« Chapitre 84 : Central Park »

1.7K 101 27
                                    

   John Shelby n'est pas miraculeusement revenu à la vie ce jour-là. Ni celui d'après, ni la semaine suivante.

   Je n'ai pas revu Esme depuis. Selon les dires de Johnny Dogs, elle est partie avec son fils rejoindre les Lee Dieu sait où. Une partie de moi est soulagée de ne pas avoir à lui parler après ce que j'ai fait à son mari, et une partie de moi se déteste de penser comme ça.

   Je n'ai pas reparlé à Olivia depuis. Je suis sortie de l'hôpital un peu avant elle et je voulais aller lui rendre visite, mais Ada m'a gentiment fait comprendre qu'Olivia ne souhaitait pas revoir un Shelby ou un Gray de sitôt et que je suis inclue dans cette dernière catégorie.

   Et comment lui en vouloir? Si elle n'avait pas été ma colocataire, ni elle, ni son petit Joshua ne se seraient retrouvés au beau milieu d'une vendetta.  A nouveau, je suis partiellement attristée d'avoir perdu une amie, mais d'un autre côté, je ne peux m'empêcher d'être contente de ne pas avoir à l'affronter. 

   Je n'ai pas envie d'affronter qui que se soit. J'ai juste envie de me cacher jusqu'à la fin de mes jours. 

   Lorsque je suis sortie de l'hôpital, je suis restée pendant quelques jours chez Michael à Arrow House. D'une part, pour pouvoir mettre le plus de distance possible entre moi et Londres, ce maudit entrepôt et ce parking en graviers qui me hantera jusqu'à la fin des temps. Et d'autre part parce que c'est ce que Michael a proposé et que j'étais beaucoup trop à côté de la plaque pour pouvoir réfléchir.

   Et je le suis encore - à côté de la plaque, je veux dire. Mais pas autant que les premiers jours, quand la docteur m'avait prescrit un nombre incalculable d'anxiolytiques et que c'est à peine si j'arrivais à marcher droit. 

   Je suis encore dans les choux, mais au moins maintenant j'arrive à marcher droit.

   Je ne sais pas comment j'aurais fait sans Michael. Les premiers jours de retour à Arrow House, je les ai passés accrochée plus ou moins littéralement à Michael du matin jusqu'au soir.

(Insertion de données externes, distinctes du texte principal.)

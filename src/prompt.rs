//! Deterministic rendering of a persona into a role-play prompt.
//!
//! Pure string assembly: same persona and question in, same prompt pair out.
//! Absent persona sections are simply left out of the system prompt.

use crate::persona::{Persona, TraitValue};

const PREAMBLE: &str = "You are role-playing as a specific person with the following characteristics:";

const CLOSING: &str = "Respond to the following question as this person would, considering their\n\
values, preferences, and decision-making style. Be authentic and specific.\n\
Explain your reasoning naturally as this person would.";

/// Render a persona and a question into a `(system_prompt, user_prompt)` pair.
///
/// The user prompt is the question text verbatim; all persona context goes
/// into the system prompt.
pub fn build_persona_prompt(persona: &Persona, question_text: &str) -> (String, String) {
    let mut lines: Vec<String> = vec![
        PREAMBLE.to_string(),
        String::new(),
        format!("Name: {}", persona.name),
        String::new(),
    ];

    if let Some(demographics) = &persona.demographics {
        lines.push("Demographics:".to_string());
        for (key, value) in demographics {
            // Nested structures carry no scalar fact to state
            if let Some(rendered) = render_scalar(value) {
                lines.push(format!("  - {}: {}", title_case(key), rendered));
            }
        }
        lines.push(String::new());
    }

    if let Some(personality) = &persona.personality {
        lines.push("Personality:".to_string());
        if !personality.traits.is_empty() {
            lines.push(format!("  - Traits: {}", personality.traits.join(", ")));
        }
        if !personality.values.is_empty() {
            lines.push(format!("  - Values: {}", personality.values.join(", ")));
        }
        lines.push(String::new());
    }

    if let Some(behavior) = &persona.behavior {
        lines.push("Behavior:".to_string());
        for (key, value) in behavior {
            match value {
                TraitValue::Text(text) => {
                    lines.push(format!("  - {}: {}", title_case(key), text));
                }
                TraitValue::List(items) => {
                    lines.push(format!("  - {}:", title_case(key)));
                    for item in items {
                        lines.push(format!("    * {}", item));
                    }
                }
            }
        }
        lines.push(String::new());
    }

    if let Some(notes) = &persona.behavioral_notes {
        lines.push("Additional Context:".to_string());
        lines.push(notes.clone());
        lines.push(String::new());
    }

    lines.push(CLOSING.to_string());

    (lines.join("\n"), question_text.to_string())
}

/// `income_bracket` -> `Income Bracket`
fn title_case(key: &str) -> String {
    key.split('_')
        .map(|word| {
            let mut chars = word.chars();
            match chars.next() {
                Some(first) => first.to_uppercase().chain(chars).collect::<String>(),
                None => String::new(),
            }
        })
        .collect::<Vec<_>>()
        .join(" ")
}

fn render_scalar(value: &serde_yaml::Value) -> Option<String> {
    match value {
        serde_yaml::Value::String(s) => Some(s.clone()),
        serde_yaml::Value::Number(n) => Some(n.to_string()),
        serde_yaml::Value::Bool(b) => Some(b.to_string()),
        _ => None,
    }
}
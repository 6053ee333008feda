use std::path::PathBuf;

use thiserror::Error;

/// Application-level errors
#[derive(Debug, Error)]
pub enum AppError {
    #[error("Configuration error: {message}")]
    Config { message: String },

    #[error("Storage error: {0}")]
    Storage(#[from] StorageError),

    #[error("Ollama error: {0}")]
    Ollama(#[from] OllamaError),

    #[error("Load error: {0}")]
    Loader(#[from] LoaderError),

    #[error("Internal error: {message}")]
    Internal { message: String },
}

/// Session store errors.
///
/// "Not found" is deliberately absent: callers routinely probe for optional
/// state, so `load` returns `Option` and `update_result` returns `bool`.
#[derive(Debug, Error)]
pub enum StorageError {
    #[error("I/O failure at {path}: {message}")]
    Io { path: PathBuf, message: String },

    #[error("Failed to serialize session {session_id}: {message}")]
    Serialize { session_id: String, message: String },

    #[error("Corrupt session record {session_id}: {message}")]
    Deserialize { session_id: String, message: String },
}

/// Generation service (Ollama API) errors
#[derive(Debug, Error)]
pub enum OllamaError {
    #[error("Ollama unreachable: {message}")]
    Unreachable { message: String },

    #[error("Request timeout after {timeout_secs}s")]
    Timeout { timeout_secs: u64 },

    #[error("API error: {status} - {message}")]
    Api { status: u16, message: String },

    #[error("Invalid response: {message}")]
    InvalidResponse { message: String },

    #[error("HTTP error: {0}")]
    Http(#[from] reqwest::Error),
}

/// Persona/question definition loading errors
#[derive(Debug, Error)]
pub enum LoaderError {
    #[error("File not found: {path}")]
    NotFound { path: PathBuf },

    #[error("Invalid definition in {path}: {message}")]
    Invalid { path: PathBuf, message: String },
}

/// Result type alias for application errors
pub type AppResult<T> = Result<T, AppError>;

/// Result type alias for storage operations
pub type StorageResult<T> = Result<T, StorageError>;

/// Result type alias for Ollama operations
pub type OllamaResult<T> = Result<T, OllamaError>;

/// Result type alias for definition loading
pub type LoaderResult<T> = Result<T, LoaderError>;
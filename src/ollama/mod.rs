//! Ollama API client for persona answer generation.
//!
//! Wraps the local generation service: liveness probing, model listing and
//! pulling, and single-shot (non-streaming) generation with wall-clock
//! latency capture.

mod client;
mod types;

pub use client::OllamaClient;
pub use types::{GenerateOptions, GenerateRequest, GenerateResponse, LlmReply, TagsResponse};
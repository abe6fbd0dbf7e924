//! Option resolution: command-line flags merged with an optional JSON
//! options file, validated and filled with defaults.

use std::fs;
use std::path::{Path, PathBuf};

use chrono::{DateTime, Local};
use serde::Deserialize;
use url::Url;

use crate::error::{Error, Result};

/// Scope requested when none is given.
pub const DEFAULT_SCOPE: &str = "ZohoCRM.modules.ALL";
/// Accounts-server location suffix used when none is given.
pub const DEFAULT_LOCATION: &str = "eu";
/// Callback port used when neither the options nor the redirect URL name one.
pub const DEFAULT_PORT: u16 = 8000;

/// Options as they arrive from one source, command line or options file.
///
/// Field names match the long flag names, which is also the key format of
/// the `--file` JSON object, so a single struct covers both sources.
#[derive(Debug, Clone, Default, Deserialize)]
pub struct RawOptions {
    pub id: Option<String>,
    pub secret: Option<String>,
    pub redirect: Option<String>,
    pub code: Option<String>,
    pub refresh: Option<String>,
    pub scope: Option<String>,
    pub location: Option<String>,
    pub output: Option<String>,
    pub port: Option<u16>,
}

impl RawOptions {
    /// Merge `self` over `fallback`, field by field. Used to lay
    /// file-sourced options over the command line.
    fn or(self, fallback: RawOptions) -> RawOptions {
        RawOptions {
            id: self.id.or(fallback.id),
            secret: self.secret.or(fallback.secret),
            redirect: self.redirect.or(fallback.redirect),
            code: self.code.or(fallback.code),
            refresh: self.refresh.or(fallback.refresh),
            scope: self.scope.or(fallback.scope),
            location: self.location.or(fallback.location),
            output: self.output.or(fallback.output),
            port: self.port.or(fallback.port),
        }
    }
}

/// Options after validation, merging and defaulting. Built once at startup
/// and handed by reference to every later stage.
#[derive(Debug, Clone)]
pub struct ResolvedOptions {
    pub client_id: String,
    pub client_secret: String,
    pub redirect_uri: String,
    pub scope: String,
    pub location: String,
    pub output: PathBuf,
    pub grant_token: Option<String>,
    pub refresh_token: Option<String>,
    pub port: u16,
}

/// Merge command-line options with the optional options file and validate
/// the result.
///
/// When a file is given it must satisfy the required options on its own,
/// and its fields take precedence over the command line.
pub fn resolve(cli: RawOptions, file: Option<&Path>) -> Result<ResolvedOptions> {
    let file_options = file.map(read_options_file).transpose()?;
    let source = file_options.clone().unwrap_or_else(|| cli.clone());

    let (client_id, client_secret, redirect_uri) =
        match (&source.id, &source.secret, &source.redirect) {
            (Some(id), Some(secret), Some(redirect)) => {
                (id.clone(), secret.clone(), redirect.clone())
            }
            _ => {
                return Err(Error::Configuration(format!(
                    "missing required options: {}",
                    missing_required(&source).join(", ")
                )));
            }
        };

    // Without a ready-made grant token the redirect has to land on this
    // machine, so anything but localhost cannot work.
    if source.code.is_none() && !is_localhost(&redirect_uri) {
        return Err(Error::Configuration(
            "the redirect must point at \"localhost\" to generate a grant token".into(),
        ));
    }

    let merged = match file_options {
        Some(from_file) => from_file.or(cli),
        None => cli,
    };

    Ok(ResolvedOptions {
        client_id,
        client_secret,
        redirect_uri,
        scope: normalize_scope(merged.scope.as_deref().unwrap_or(DEFAULT_SCOPE)),
        location: merged.location.unwrap_or_else(|| DEFAULT_LOCATION.to_string()),
        output: merged
            .output
            .map(PathBuf::from)
            .unwrap_or_else(|| generate_output_name(Local::now())),
        grant_token: merged.code,
        refresh_token: merged.refresh,
        port: merged.port.unwrap_or(DEFAULT_PORT),
    })
}

/// Names of the required options absent from `options`, in flag order.
fn missing_required(options: &RawOptions) -> Vec<&'static str> {
    let mut missing = Vec::new();
    if options.id.is_none() {
        missing.push("id");
    }
    if options.secret.is_none() {
        missing.push("secret");
    }
    if options.redirect.is_none() {
        missing.push("redirect");
    }
    missing
}

/// Whether the redirect names `localhost` as its host. Anything that does
/// not parse as a URL counts as non-local.
fn is_localhost(redirect: &str) -> bool {
    Url::parse(redirect)
        .ok()
        .and_then(|url| url.host_str().map(|host| host == "localhost"))
        .unwrap_or(false)
}

/// Trim each entry of a comma-separated scope list and rejoin. Applying
/// this twice yields the same string.
pub fn normalize_scope(scope: &str) -> String {
    scope.split(',').map(str::trim).collect::<Vec<_>>().join(",")
}

/// Output file name for a run started at `now`. Sortable and unique per
/// second, with the time colons swapped out so the name stays portable.
fn generate_output_name(now: DateTime<Local>) -> PathBuf {
    PathBuf::from(now.format("out-%Y-%m-%dT%H-%M-%S.json").to_string())
}

fn read_options_file(path: &Path) -> Result<RawOptions> {
    let contents = fs::read_to_string(path).map_err(|err| Error::File {
        path: path.to_path_buf(),
        message: err.to_string(),
    })?;
    serde_json::from_str(&contents).map_err(|err| Error::File {
        path: path.to_path_buf(),
        message: err.to_string(),
    })
}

Il a écrasé mes médicaments en petits morceaux pour que je puisse les manger avec de la compote parce que je n'arrivais pas à les avaler en gélule, il m'a aidé à me laver les cheveux dans le lavabo de la salle de bains et à démêler mes cheveux complètement emmêlés après mon séjour à l'hôpital.

   Mais surtout, il m'a parlé. Car depuis l'incident, je ne supporte plus le silence. A chaque fois que ce ne sont que moi et mes pensées, je n'entends que le bruit du coup de pistolet avec lequel j'ai tué John et les cris d'Esme. Donc Michael me parle. Il me parle un peu de son enfance, m'explique en long, en large et en travers la façon dont il a une fois tenté de choisir son chiffre préféré mais qu'il ne sait à l'heure d'aujourd'hui toujours pas si c'est le 4 ou le 5 mais qu'il sait que son nombre préféré est le 144 depuis qu'il a neuf ans. Il me parle de son travail - ce qui prend la grande majorité du temps, car il y a vraiment beaucoup à raconter. Il me parle de chiffres, de statistiques, de finance et d'économie à des niveaux tellement poussés que je n'y comprends rien la moitié du temps.

   Mais c'est parfait comme c'est. Ne rien comprendre à ce que raconte Michael, cela me permet de ne pas être en train de penser au fait que je ne comprends pas comment j'ai pu ôter la vie de quelqu'un.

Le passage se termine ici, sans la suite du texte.